Our investigation establishes that skepticism about assassination orthodoxy is by no means limited to eccentric "buffs." The man who inherited the presidency, Lyndon Johnson, juggled conspiracy theories and did not believe in the analysis of the shooting on which the lone-assassin verdict is founded. Nor did several members of the Commission that endorsed it. And while the predominant conspiracy theory proposes that the Mafia killed Kennedy, the nature of the mysteries surrounding the case points to a more complex scenario.
"The monumental record of the President's Commission will stand like a Gibraltar of factual literature through the ages to come." said Gerald Ford. Yet a stream of prominent Americans have remained skeptics, including members of the Commission itself. Senator Richard Russell, for instance, later said of Oswald, "I'm not completely satisfied in my own mind that he did plan and commit this act altogether on his own." "I no longer feel we simply had no credible evidence or reliable evidence in proof of a conspiracy...," said John McCloy in 1978. The F.B.I.'s domestic-intelligence chief, William Sullivan, remained in doubter: "There were huge gaps in the case, gaps we never did close." The Dallas police chief at the time of the assassination, Jesse Curry, believed two gunmen were involved. (Ibid.)
The Secret Service agents who guarded President Kennedy never spoke on record. But we now know what the agent who sat with Kennedy in the limousine thought: Roy Kellerman's widow, June, says he "accepted that there was a conspiracy." Kennedy's close aide Kenneth O'Donnell rode in the car immediately behind the president's. O'Donnell told the late Tip O'Neill that he was pressured by the F.B.I. not to say what he firmly believed, that gunfire had come from in front of the motorcade. (Ibid.)
Richard Schweiker, the senator who spearheaded the Intelligence Committee probe, said he believed "the Warren Commission was set up at the time to feed pabulum to the American people for reasons not yet known, and that one of the biggest cover-ups in the history of our country occurred at that time." (Ibid.)
In the nineties, the Lyndon B. Johnson Library released a string of recordings of phone conversations. They show Kennedy's successor wheedling, flattering, and browbeating people as he struggled to form an acceptable Commission. Senator Richard Russell pleaded in tones of desperation that he did not have the time. "The hell...we'll just make the time," Johnson growled. "There's not going to be any time to begin with. All you gotta do is evaluate a Hoover report he's already made." (Ibid.)
F.B.I. director Hoover's report had not even been completed when that call took place, a week after the assassination, but it is clear what he and Johnson wanted. "The thing I am most concerned about," Hoover said in a call to the White House two hours after Oswald's murder, "is having something issued so we can convince the public that Oswald is the real assassin." The new president appointed the Warren Commission to head off pressure for congressional investigation and to stop rumours of an international Communist conspiracy. (Ibid.)

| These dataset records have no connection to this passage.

//! Error types for the compilation pipeline and for invocation of loaded code.

use thiserror::Error;

/// Errors surfaced by the compile-and-load pipeline.
///
/// Every variant is terminal for the call that produced it: an invalid
/// request is a caller bug, a missing toolchain is a configuration problem,
/// and resubmitting source that failed to compile would fail identically.
#[derive(Debug, Error)]
pub enum KilnError {
    /// The request was malformed before any toolchain work started.
    #[error("invalid request: {0}")]
    InvalidRequest(String),

    /// No toolchain driver is installed in this process.
    #[error("no toolchain driver is installed in this process")]
    ToolchainUnavailable,

    /// The toolchain rejected the submitted source. Carries the full
    /// diagnostic buffer verbatim; this is the only channel through which
    /// compiler errors surface.
    #[error("compilation error:\n{diagnostics}")]
    Compilation { diagnostics: String },

    /// A compiled artifact could not be bound into the process symbol space.
    #[error("error while loading {name}: {reason}")]
    Loading { name: String, reason: String },
}

/// Errors raised while executing a method on a loaded type.
#[derive(Debug, Clone, PartialEq, Eq, Error)]
pub enum RuntimeError {
    /// No type under this name is visible to the executing code's loader.
    #[error("unknown type: {0}")]
    UnknownType(String),

    /// The target type has no member under this name.
    #[error("{type_name} has no member named {member}")]
    UnknownMember { type_name: String, member: String },

    /// The member exists but the calling code's capability does not reach it.
    #[error("{member} is private to {type_name}")]
    PrivateMember { type_name: String, member: String },

    /// Wrong number of arguments for the called method.
    #[error("arity mismatch calling {member}: expected {expected}, got {got}")]
    Arity {
        member: String,
        expected: usize,
        got: usize,
    },

    /// An operand had the wrong runtime type.
    #[error("type mismatch: expected {expected}")]
    TypeMismatch { expected: &'static str },

    /// Nested calls exceeded the interpreter's depth limit.
    #[error("call depth limit exceeded")]
    DepthLimit,

    /// The loader that defined the executing type is gone.
    #[error("loader for {0} is no longer alive")]
    LoaderUnloaded(String),

    /// The method's bytecode is structurally invalid.
    #[error("malformed bytecode: {0}")]
    Malformed(String),
}
//! The process symbol space and the loading primitives over it.
//!
//! A [`SymbolSpace`] is the table of types resident in the process. Binding
//! into it happens through explicit capability values: the [`RootDefiner`]
//! granted once at process start, a [`NamespaceDefiner`] scoped to a single
//! namespace, or an [`IsolatedLoader`] that keeps its types out of the table
//! entirely and sees only the public surface of resident types.
//!
//! The visibility a type was bound with is recorded on the type as an
//! [`Access`] value and checked on every private member call.

use std::fmt;
use std::path::PathBuf;
use std::sync::atomic::{AtomicBool, Ordering};
use std::sync::{Arc, OnceLock, PoisonError, RwLock, Weak};

use rustc_hash::FxHashMap;
use tracing::debug;

use crate::error::{KilnError, RuntimeError};
use crate::image::{MethodImage, TypeImage, Value, Visibility};
use crate::vm;

/// Visibility capability recorded on a loaded type at bind time.
#[derive(Debug, Clone, PartialEq, Eq)]
pub enum Access {
    /// The same visibility into `namespace` as code that lives there,
    /// including private members of its types.
    Privileged(String),
    /// Public surface only.
    Public,
}

impl Access {
    pub(crate) fn permits_private(&self, namespace: &str) -> bool {
        matches!(self, Access::Privileged(ns) if ns == namespace)
    }
}

/// A type bound into the process, ready to execute.
pub struct LoadedType {
    name: String,
    namespace: String,
    access: Access,
    methods: FxHashMap<String, MethodImage>,
    resolver: Resolver,
}

impl LoadedType {
    fn from_image(image: TypeImage, access: Access, resolver: Resolver) -> LoadedType {
        let namespace = image.namespace().to_string();
        let mut methods = FxHashMap::default();
        for method in image.methods {
            methods.insert(method.name.clone(), method);
        }
        LoadedType {
            name: image.name,
            namespace,
            access,
            methods,
            resolver,
        }
    }

    pub fn name(&self) -> &str {
        &self.name
    }

    pub fn namespace(&self) -> &str {
        &self.namespace
    }

    /// The capability this type was bound with.
    pub fn access(&self) -> &Access {
        &self.access
    }

    pub(crate) fn method(&self, name: &str) -> Option<&MethodImage> {
        self.methods.get(name)
    }

    /// Names of the publicly visible members.
    pub fn members(&self) -> Vec<&str> {
        let mut names: Vec<&str> = self
            .methods
            .values()
            .filter(|m| m.visibility == Visibility::Public)
            .map(|m| m.name.as_str())
            .collect();
        names.sort_unstable();
        names
    }

    /// Resolve a type name through the loader this type was defined by.
    pub(crate) fn resolve(&self, name: &str) -> Result<Arc<LoadedType>, RuntimeError> {
        self.resolver.resolve(name)
    }
}

impl fmt::Debug for LoadedType {
    fn fmt(&self, f: &mut fmt::Formatter<'_>) -> fmt::Result {
        f.debug_struct("LoadedType")
            .field("name", &self.name)
            .field("access", &self.access)
            .finish()
    }
}

/// How a loaded type resolves names while its code runs. Weak so that a
/// dropped isolated loader does not keep itself alive through its own types.
enum Resolver {
    Space(Weak<SpaceInner>),
    Isolated(Weak<IsolatedInner>),
}

impl Resolver {
    fn resolve(&self, name: &str) -> Result<Arc<LoadedType>, RuntimeError> {
        match self {
            Resolver::Space(weak) => {
                let inner = weak
                    .upgrade()
                    .ok_or_else(|| RuntimeError::LoaderUnloaded(name.to_string()))?;
                SymbolSpace { inner }
                    .lookup(name)
                    .ok_or_else(|| RuntimeError::UnknownType(name.to_string()))
            }
            Resolver::Isolated(weak) => {
                let inner = weak
                    .upgrade()
                    .ok_or_else(|| RuntimeError::LoaderUnloaded(name.to_string()))?;
                IsolatedLoader { inner }
                    .lookup(name)
                    .map_err(|e| RuntimeError::Malformed(e.to_string()))?
                    .ok_or_else(|| RuntimeError::UnknownType(name.to_string()))
            }
        }
    }
}

struct SpaceInner {
    types: RwLock<FxHashMap<String, Arc<LoadedType>>>,
    resource_roots: RwLock<Vec<PathBuf>>,
    root_granted: AtomicBool,
}

/// The set of types resident in the process, plus the file-backed resource
/// roots attached to its loading mechanism.
///
/// Cloning produces another handle to the same space. [`SymbolSpace::global`]
/// is the space the public entry points bind into; private spaces exist for
/// embedding and tests.
#[derive(Clone)]
pub struct SymbolSpace {
    inner: Arc<SpaceInner>,
}

impl SymbolSpace {
    pub fn new() -> Self {
        SymbolSpace {
            inner: Arc::new(SpaceInner {
                types: RwLock::new(FxHashMap::default()),
                resource_roots: RwLock::new(Vec::new()),
                root_granted: AtomicBool::new(false),
            }),
        }
    }

    /// The process-wide symbol space.
    pub fn global() -> &'static SymbolSpace {
        static GLOBAL: OnceLock<SymbolSpace> = OnceLock::new();
        GLOBAL.get_or_init(SymbolSpace::new)
    }

    /// Look up an already-resident type by qualified name.
    pub fn lookup(&self, name: &str) -> Option<Arc<LoadedType>> {
        self.inner
            .types
            .read()
            .unwrap_or_else(PoisonError::into_inner)
            .get(name)
            .cloned()
    }

    /// Bind a type image into the space under the given capability.
    ///
    /// A name that is already resident is a duplicate-definition fault.
    pub fn define(&self, image: TypeImage, access: Access) -> Result<Arc<LoadedType>, KilnError> {
        let name = image.name.clone();
        debug!(name = %name, access = ?access, "defining type");
        let ty = Arc::new(LoadedType::from_image(
            image,
            access,
            Resolver::Space(Arc::downgrade(&self.inner)),
        ));
        let mut types = self
            .inner
            .types
            .write()
            .unwrap_or_else(PoisonError::into_inner);
        if types.contains_key(&name) {
            return Err(KilnError::Loading {
                name,
                reason: "a type under this name is already resident".to_string(),
            });
        }
        types.insert(name, Arc::clone(&ty));
        Ok(ty)
    }

    /// Grant this space's general-purpose privileged definer. Meant to be
    /// called once at process start; the grant is sticky.
    pub fn grant_root_definer(&self) {
        self.inner.root_granted.store(true, Ordering::Release);
    }

    /// The general-purpose privileged definer, if it was granted.
    pub fn root_definer(&self) -> Option<RootDefiner> {
        if self.inner.root_granted.load(Ordering::Acquire) {
            Some(RootDefiner {
                space: self.clone(),
            })
        } else {
            None
        }
    }

    /// A privileged definer scoped to one namespace: the explicit capability
    /// token for "bind with the visibility of namespace N".
    pub fn privileged_definer(&self, namespace: &str) -> NamespaceDefiner {
        NamespaceDefiner {
            space: self.clone(),
            namespace: namespace.to_string(),
        }
    }

    /// Attach a file-backed resource root to this space's loading mechanism.
    /// Roots feed search-path assembly; nothing is read from them here.
    pub fn attach_resource_root(&self, root: impl Into<PathBuf>) {
        self.inner
            .resource_roots
            .write()
            .unwrap_or_else(PoisonError::into_inner)
            .push(root.into());
    }

    pub fn resource_roots(&self) -> Vec<PathBuf> {
        self.inner
            .resource_roots
            .read()
            .unwrap_or_else(PoisonError::into_inner)
            .clone()
    }
}

impl Default for SymbolSpace {
    fn default() -> Self {
        SymbolSpace::new()
    }
}

/// General-purpose privileged definer. Defines each type with privileged
/// visibility in its own namespace.
pub struct RootDefiner {
    space: SymbolSpace,
}

impl RootDefiner {
    pub fn define(&self, image: TypeImage) -> Result<Arc<LoadedType>, KilnError> {
        let access = Access::Privileged(image.namespace().to_string());
        self.space.define(image, access)
    }
}

/// Privileged definer scoped to a single namespace. Rejects artifacts that
/// live outside it; privileged visibility does not extend past the namespace
/// it was granted for.
pub struct NamespaceDefiner {
    space: SymbolSpace,
    namespace: String,
}

impl NamespaceDefiner {
    pub fn namespace(&self) -> &str {
        &self.namespace
    }

    pub fn define(&self, image: TypeImage) -> Result<Arc<LoadedType>, KilnError> {
        if image.namespace() != self.namespace {
            return Err(KilnError::Loading {
                name: image.name,
                reason: format!(
                    "artifact is outside the privileged namespace {}",
                    self.namespace
                ),
            });
        }
        self.space
            .define(image, Access::Privileged(self.namespace.clone()))
    }
}

struct IsolatedInner {
    parent: SymbolSpace,
    images: FxHashMap<String, Vec<u8>>,
    defined: RwLock<FxHashMap<String, Arc<LoadedType>>>,
}

/// A fresh loading unit backed by an artifact mapping, parented to a symbol
/// space. Types defined here never enter the parent's table, are defined
/// lazily on first lookup, and carry public-only visibility.
#[derive(Clone)]
pub struct IsolatedLoader {
    inner: Arc<IsolatedInner>,
}

impl IsolatedLoader {
    pub fn new(parent: SymbolSpace, images: FxHashMap<String, Vec<u8>>) -> Self {
        IsolatedLoader {
            inner: Arc::new(IsolatedInner {
                parent,
                images,
                defined: RwLock::new(FxHashMap::default()),
            }),
        }
    }

    /// Resolve a name: types defined here first, then this loader's own
    /// artifact mapping, then the parent space.
    pub fn lookup(&self, name: &str) -> Result<Option<Arc<LoadedType>>, KilnError> {
        if let Some(ty) = self
            .inner
            .defined
            .read()
            .unwrap_or_else(PoisonError::into_inner)
            .get(name)
        {
            return Ok(Some(Arc::clone(ty)));
        }
        if let Some(bytes) = self.inner.images.get(name) {
            let image = TypeImage::from_bytes(bytes).map_err(|e| KilnError::Loading {
                name: name.to_string(),
                reason: format!("malformed type image: {}", e),
            })?;
            let ty = Arc::new(LoadedType::from_image(
                image,
                Access::Public,
                Resolver::Isolated(Arc::downgrade(&self.inner)),
            ));
            let mut defined = self
                .inner
                .defined
                .write()
                .unwrap_or_else(PoisonError::into_inner);
            let ty = defined
                .entry(name.to_string())
                .or_insert(ty)
                .clone();
            return Ok(Some(ty));
        }
        Ok(self.inner.parent.lookup(name))
    }
}

/// The terminal output of a compilation: an invocable, process-resident
/// representation of the primary unit.
///
/// Holds its isolated loader alive when one was used, so types loaded via
/// the fallback strategy last as long as some handle to them does.
pub struct ResolvedType {
    ty: Arc<LoadedType>,
    #[allow(dead_code)]
    space: SymbolSpace,
    isolated: Option<IsolatedLoader>,
}

impl ResolvedType {
    pub(crate) fn resident(ty: Arc<LoadedType>, space: SymbolSpace) -> Self {
        ResolvedType {
            ty,
            space,
            isolated: None,
        }
    }

    pub(crate) fn isolated(ty: Arc<LoadedType>, space: SymbolSpace, loader: IsolatedLoader) -> Self {
        ResolvedType {
            ty,
            space,
            isolated: Some(loader),
        }
    }

    pub fn name(&self) -> &str {
        self.ty.name()
    }

    pub fn access(&self) -> &Access {
        self.ty.access()
    }

    /// True when this type was bound through the isolated fallback loader.
    pub fn is_isolated(&self) -> bool {
        self.isolated.is_some()
    }

    /// Names of the publicly visible members.
    pub fn members(&self) -> Vec<&str> {
        self.ty.members()
    }

    /// Invoke a public method. Host callers see only the public surface;
    /// private members are reachable solely from code with the right
    /// capability.
    pub fn invoke(&self, member: &str, args: &[Value]) -> Result<Value, RuntimeError> {
        let method = self
            .ty
            .method(member)
            .ok_or_else(|| RuntimeError::UnknownMember {
                type_name: self.ty.name().to_string(),
                member: member.to_string(),
            })?;
        if method.visibility == Visibility::Private {
            return Err(RuntimeError::PrivateMember {
                type_name: self.ty.name().to_string(),
                member: member.to_string(),
            });
        }
        vm::execute(&self.ty, method, args, 0)
    }
}

impl fmt::Debug for ResolvedType {
    fn fmt(&self, f: &mut fmt::Formatter<'_>) -> fmt::Result {
        f.debug_struct("ResolvedType")
            .field("name", &self.ty.name())
            .field("access", self.ty.access())
            .field("isolated", &self.is_isolated())
            .finish()
    }
}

Barely two hours after Oswald's arrest, according to Assistant Attorney General Norbert Schlei, Hoover was declaring himself "quite convinced they have found the right party." The next day, though, he told Johnson in a private call, "The evidence that they have at the present time is not very, very strong...The case as it stands now isn't strong enough to be able to get a conviction." (Ibid.)
Yet, in a later interview, Specter himself had no good answers to questions raised about his theory. At the time, doubters included members of the Commission itself and the president to whom they reported. John McCloy had difficulty accepting it. Hale Boggs had "strong doubts." And John Sherman Cooper remained "unconvinced." On one of the White House tapes, Richard Russell is heard telling President Johnson, "I don't believe it." And the president responds, "I don't either." (Ibid.)
There is no consensus among those who have seen the photographs and X-.rays. Some believe, contrary to the opinion of congressional consultants, that they have been tampered with. "These are fake X-rays," claimed Jerrol Custer, a technician who made some of the autopsy X-rays in 1963. The photographs are "phony and not the photographs we took," said Floyd Reibe, who took some of the pictures. One of the surgeons who worked on the president in Dallas, Dr. Robert McClelland, also examined the X-rays. "There is an inconsistency," he said in 1989. "Some of the skull X-rays show only the back part of the head missing... (Others) show what appears to be the entire right side of the skull gone...I don't understand that, unless there has been some attempt to cover up the nature of the wound." (Ibid.)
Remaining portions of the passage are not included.